How the government shutdown is a teachable moment for Republicans

teachablemoment

I’m not sure where the original quip was made, but the House Republican strategy of advancing “mini-CRs” was described last week as an attempt to fund whatever program Huffington Post had splashed across their front page at the time. The logic behind the quip, and to some substantive extent the actual GOP mindset, is that whatever deleterious effect the mainstream press is hammering Republicans on; pass a funding bill.

This may be another conservative Renault moment. In a tough political situation, the GOP is responding to the consequences of their actions by pretending they only just discovered people are hurting as a result. Sure, it’s an exercise in spinning the fact that you chose to immiserate large swaths of the American people (shut down the government) in an effort to…immiserate large swaths of the American people (repeal, defund, delay the ACA with no alternative). It also appears that the seemingly faux-umbrage about this immiseration includes not acknowledging sequestration-related votes that in some cases (i.e, NIH) is actually worse in the long run. Whether or not these mini-CRs work as effective counter-messaging is debatable, but given that we’re ‘here’ anyway let’s suss at least one implication for Republicans funding programs in this manner.

First, though, it’s important to remember that a government shutdown doesn’t effect all spending — just the discretionary portion. Programs in the budget that are mandatory, like much of the critical national security infrastructure, Medicare, Medicaid, and the Affordable Care Act are left untouched. Yet even some sections funded on the discretionary side are considered “essential,” and thus continue to operate (even if the employees working aren’t getting paid). Mike Konczal has noted as well that even those areas that aren’t considered essential are in fact pretty important.

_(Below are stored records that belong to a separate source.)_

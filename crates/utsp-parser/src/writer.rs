// This Source Code Form is subject to the terms of the Mozilla Public
// License, v. 2.0. If a copy of the MPL was not distributed with this
// file, You can obtain one at https://mozilla.org/MPL/2.0/.

//! Append-only STEP writer
//!
//! New instances are numbered above the highest existing id and spliced into
//! the DATA section right after the last existing instance. The original text
//! is never rewritten.

use std::fmt::Write as _;
use std::path::Path;

use crate::model::ParsedModel;
use log::debug;
use utsp_model::{AttributeValue, EntityId, IfcType, ParseError, Result};

/// Builder for new STEP instances appended to an existing file
pub struct StepWriter<'a> {
    source: &'a str,
    raw: Option<&'a [u8]>,
    insert_at: usize,
    next_id: u32,
    lines: Vec<String>,
}

impl<'a> StepWriter<'a> {
    /// Start appending to a parsed model
    pub fn new(model: &'a ParsedModel) -> Result<Self> {
        let index = model.index();
        let mut writer = Self::from_parts(model.source(), index.last_end, index.max_id)?;
        writer.raw = model.raw_source();
        Ok(writer)
    }

    /// Start appending to raw content with a known last instance end and max id
    pub fn from_parts(source: &'a str, last_end: Option<usize>, max_id: u32) -> Result<Self> {
        let insert_at = match last_end {
            Some(end) if end <= source.len() => end,
            Some(end) => {
                return Err(ParseError::format(format!(
                    "instance end {} beyond content length {}",
                    end,
                    source.len()
                )))
            }
            None => source
                .find("DATA;")
                .map(|p| p + 5)
                .ok_or_else(|| ParseError::format("missing DATA section"))?,
        };

        Ok(Self {
            source,
            raw: None,
            insert_at,
            next_id: max_id + 1,
            lines: Vec::new(),
        })
    }

    /// Append an instance and return its new id
    pub fn add(&mut self, ifc_type: &IfcType, attributes: &[AttributeValue]) -> EntityId {
        let id = self.next_id;
        self.next_id += 1;

        let mut line = format!("#{}={}(", id, ifc_type.step_name());
        for (i, attr) in attributes.iter().enumerate() {
            if i > 0 {
                line.push(',');
            }
            encode_attribute(attr, &mut line);
        }
        line.push_str(");");
        self.lines.push(line);

        EntityId(id)
    }

    /// Number of instances added so far
    pub fn added(&self) -> usize {
        self.lines.len()
    }

    /// Produce the complete file, byte for byte the original outside the
    /// appended instances
    pub fn finish_bytes(self) -> Vec<u8> {
        let Some(raw) = self.raw else {
            return self.finish().into_bytes();
        };
        let at = raw_offset(raw, self.insert_at);
        let extra: usize = self.lines.iter().map(|l| l.len() + 1).sum();
        let mut out = Vec::with_capacity(raw.len() + extra);
        out.extend_from_slice(&raw[..at]);
        for line in &self.lines {
            out.push(b'\n');
            out.extend_from_slice(line.as_bytes());
        }
        out.extend_from_slice(&raw[at..]);
        debug!("Appended {} instances", self.lines.len());
        out
    }

    /// Produce the complete file content as parsed text
    pub fn finish(self) -> String {
        let extra: usize = self.lines.iter().map(|l| l.len() + 1).sum();
        let mut out = String::with_capacity(self.source.len() + extra);
        out.push_str(&self.source[..self.insert_at]);
        for line in &self.lines {
            out.push('\n');
            out.push_str(line);
        }
        out.push_str(&self.source[self.insert_at..]);
        debug!("Appended {} instances", self.lines.len());
        out
    }

    /// Write the complete file content to disk
    pub fn write_to(self, path: impl AsRef<Path>) -> Result<()> {
        std::fs::write(path, self.finish_bytes())?;
        Ok(())
    }
}

/// Byte offset in `raw` of `offset` in its lossy UTF-8 decoding
fn raw_offset(raw: &[u8], offset: usize) -> usize {
    let mut decoded = 0;
    let mut consumed = 0;
    for chunk in raw.utf8_chunks() {
        let valid = chunk.valid().len();
        if offset <= decoded + valid {
            return consumed + offset.saturating_sub(decoded);
        }
        decoded += valid;
        consumed += valid;
        if !chunk.invalid().is_empty() {
            decoded += char::REPLACEMENT_CHARACTER.len_utf8();
            consumed += chunk.invalid().len();
        }
    }
    raw.len()
}

/// Encode one attribute value in STEP syntax
pub fn encode_attribute(attr: &AttributeValue, out: &mut String) {
    match attr {
        AttributeValue::Null => out.push('$'),
        AttributeValue::Derived => out.push('*'),
        AttributeValue::EntityRef(id) => {
            let _ = write!(out, "#{}", id.0);
        }
        AttributeValue::Bool(true) => out.push_str(".T."),
        AttributeValue::Bool(false) => out.push_str(".F."),
        AttributeValue::Integer(i) => {
            let _ = write!(out, "{}", i);
        }
        AttributeValue::Float(f) => encode_real(*f, out),
        AttributeValue::String(s) => encode_string(s, out),
        AttributeValue::Enum(e) => {
            let _ = write!(out, ".{}.", e);
        }
        AttributeValue::List(items) => {
            out.push('(');
            for (i, item) in items.iter().enumerate() {
                if i > 0 {
                    out.push(',');
                }
                encode_attribute(item, out);
            }
            out.push(')');
        }
        AttributeValue::TypedValue(name, args) => {
            out.push_str(&name.to_ascii_uppercase());
            out.push('(');
            for (i, arg) in args.iter().enumerate() {
                if i > 0 {
                    out.push(',');
                }
                encode_attribute(arg, out);
            }
            out.push(')');
        }
    }
}

/// STEP reals always carry a decimal point; non-finite values become `$`
fn encode_real(f: f64, out: &mut String) {
    if !f.is_finite() {
        out.push('$');
        return;
    }
    let text = format!("{}", f);
    out.push_str(&text);
    if !text.contains(['.', 'e', 'E']) {
        out.push('.');
    }
}

/// Quote a string, escaping quotes, backslashes and non-ASCII characters
pub fn encode_string(s: &str, out: &mut String) {
    out.push('\'');
    let mut wide: Vec<u16> = Vec::new();
    for c in s.chars() {
        if matches!(c, ' '..='~') {
            flush_wide(&mut wide, out);
            match c {
                '\'' => out.push_str("''"),
                '\\' => out.push_str("\\\\"),
                _ => out.push(c),
            }
        } else {
            let mut buf = [0u16; 2];
            wide.extend_from_slice(c.encode_utf16(&mut buf));
        }
    }
    flush_wide(&mut wide, out);
    out.push('\'');
}

fn flush_wide(wide: &mut Vec<u16>, out: &mut String) {
    if wide.is_empty() {
        return;
    }
    out.push_str("\\X2\\");
    for unit in wide.drain(..) {
        let _ = write!(out, "{:04X}", unit);
    }
    out.push_str("\\X0\\");
}

#[cfg(test)]
mod tests {
    use super::*;
    use crate::tokenizer::decode_step_string;
    use utsp_model::{EntityResolver, IfcModel, PropertyValue};

    const TEST_IFC: &str = "ISO-10303-21;
HEADER;
FILE_SCHEMA(('IFC4'));
ENDSEC;
DATA;
#1=IFCPROJECT('guid',$,'Project',$,$,$,$,$,$);
#7=IFCBUILDINGELEMENTPROXY('p1',$,'Hull',$,$,$,$,$,$);
ENDSEC;
END-ISO-10303-21;
";

    fn encode(attr: &AttributeValue) -> String {
        let mut out = String::new();
        encode_attribute(attr, &mut out);
        out
    }

    #[test]
    fn test_encode_values() {
        assert_eq!(encode(&AttributeValue::Float(200.0)), "200.");
        assert_eq!(encode(&AttributeValue::Float(0.22)), "0.22");
        assert_eq!(encode(&AttributeValue::Float(f64::NAN)), "$");
        assert_eq!(encode(&AttributeValue::Bool(true)), ".T.");
        assert_eq!(encode(&AttributeValue::Enum("BOTH".into())), ".BOTH.");
        assert_eq!(
            encode(&AttributeValue::List(vec![
                AttributeValue::EntityRef(EntityId(3)),
                AttributeValue::EntityRef(EntityId(4)),
            ])),
            "(#3,#4)"
        );
        assert_eq!(
            encode(&AttributeValue::TypedValue(
                "IfcInteger".into(),
                vec![AttributeValue::Integer(2)]
            )),
            "IFCINTEGER(2)"
        );
    }

    #[test]
    fn test_encode_string_escapes() {
        let mut out = String::new();
        encode_string("Høyde 'x' \\ æ", &mut out);
        assert_eq!(out, "'H\\X2\\00F8\\X0\\yde ''x'' \\\\ \\X2\\00E6\\X0\\'");

        let body = &out[1..out.len() - 1];
        assert_eq!(decode_step_string(body), "Høyde 'x' \\ æ");
    }

    #[test]
    fn test_append_after_last_instance() {
        let model = ParsedModel::parse(TEST_IFC).unwrap();
        let mut writer = StepWriter::new(&model).unwrap();

        let prop = writer.add(
            &IfcType::IfcPropertySingleValue,
            &[
                AttributeValue::String("Antall feil".into()),
                AttributeValue::Null,
                AttributeValue::TypedValue("IFCINTEGER".into(), vec![AttributeValue::Integer(2)]),
                AttributeValue::Null,
            ],
        );
        assert_eq!(prop, EntityId(8));
        let pset = writer.add(
            &IfcType::IfcPropertySet,
            &[
                AttributeValue::String("g".into()),
                AttributeValue::Null,
                AttributeValue::String("NOSKI_Validering".into()),
                AttributeValue::Null,
                AttributeValue::List(vec![AttributeValue::EntityRef(prop)]),
            ],
        );
        assert_eq!(pset, EntityId(9));
        assert_eq!(writer.added(), 2);

        let output = writer.finish();
        assert!(output.contains(
            "#7=IFCBUILDINGELEMENTPROXY('p1',$,'Hull',$,$,$,$,$,$);\n#8=IFCPROPERTYSINGLEVALUE('Antall feil',$,IFCINTEGER(2),$);\n#9=IFCPROPERTYSET"
        ));
        assert!(output.ends_with("ENDSEC;\nEND-ISO-10303-21;\n"));

        let reparsed = ParsedModel::parse(&output).unwrap();
        assert_eq!(reparsed.resolver().max_id(), 9);
        let value = reparsed
            .resolver()
            .get(EntityId(8))
            .and_then(|e| e.get(2).and_then(PropertyValue::from_attribute));
        assert_eq!(value, Some(PropertyValue::Integer(2)));
        assert_eq!(reparsed.metadata().schema_version, "IFC4");
    }

    #[test]
    fn test_latin1_bytes_survive_export() {
        let mut bytes = TEST_IFC.replace("'Hull'", "'Hull ?st'").into_bytes();
        let at = bytes.iter().position(|&b| b == b'?').unwrap();
        bytes[at] = 0xD8;

        let model = ParsedModel::from_bytes(bytes.clone()).unwrap();
        let mut writer = StepWriter::new(&model).unwrap();
        writer.add(&IfcType::IfcProject, &[AttributeValue::String("Ny".into())]);
        let output = writer.finish_bytes();

        let split = bytes.windows(16).position(|w| w == b"\nENDSEC;\nEND-ISO").unwrap();
        assert_eq!(&output[..split], &bytes[..split]);
        assert!(output[..split].contains(&0xD8));
        assert!(output[split..].starts_with(b"\n#8=IFCPROJECT('Ny');"));
        assert!(output.ends_with(&bytes[split..]));
    }

    #[test]
    fn test_raw_offset_skips_replacements() {
        let raw = b"ab\xF8cd";
        // Decoded: "ab\u{FFFD}cd", where 'c' sits at byte 5
        assert_eq!(raw_offset(raw, 2), 2);
        assert_eq!(raw_offset(raw, 5), 3);
        assert_eq!(raw_offset(raw, 7), 5);
    }

    #[test]
    fn test_empty_data_section() {
        let source = "ISO-10303-21;\nHEADER;\nENDSEC;\nDATA;\nENDSEC;\nEND-ISO-10303-21;\n";
        let mut writer = StepWriter::from_parts(source, None, 0).unwrap();
        assert_eq!(writer.add(&IfcType::IfcProject, &[]), EntityId(1));
        assert_eq!(
            writer.finish(),
            "ISO-10303-21;\nHEADER;\nENDSEC;\nDATA;\n#1=IFCPROJECT();\nENDSEC;\nEND-ISO-10303-21;\n"
        );
    }
}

So here’s the question: If defunding popular/helpful discretionary programs is incredibly unpopular and damaging to vulnerable people, what kind of reaction should Republicans expect for additional massive cuts in mandatory spending? Would they expect an outpouring of…shrugs? Yawns?

Here are some additional follow-up questions in asking “What should Republicans expect if…”;

…they passed $5 trillion in non-defense budget cuts over the next ten years

…they cut $4.6 billion in spending

…they repealed the Affordable Care Act (presumably after implementation)

…they block-granted Medicaid with $2.6 trillion in cuts and left 14-21 million low-income Americans without access to health care

…they cut food stamps (SNAP) by $135 billion and food assistance for some 8-9 million Americans

…they reduced spending by $300 billion in budget areas that fund SSI for the elderly and disabled, school lunch programs and childhood nutrition, the EITC and Child Tax credits

These are important questions considering the events of last week because House Republicans have actually voted for these spending changes. The 2014 version of Rep. Paul Ryan’s “Path to Prosperity” budget, overwhelmingly heralded by conservatives, includes all of these cuts according to the Center for Budget and Policy Priorities. The list above doesn’t even touch the incredibly regressive nature of tax changes, Medicare reforms, or damage to the economy implicated by the Ryan plan.

So what is the answer? The reaction to such a large absence of funding would probably be something similar to what we’re seeing now, except a whole lot worse. In theory this should be a teachable moment for conservative politicians who support these mini-CRs. At some point the government will reopen, the debt limit will be raised, and another round of budgetary negotiations will begin. At that moment, if House Republicans were really interested in effective governance, they could look back to this period of unrest and realize that such draconian spending goals are politically unworkable.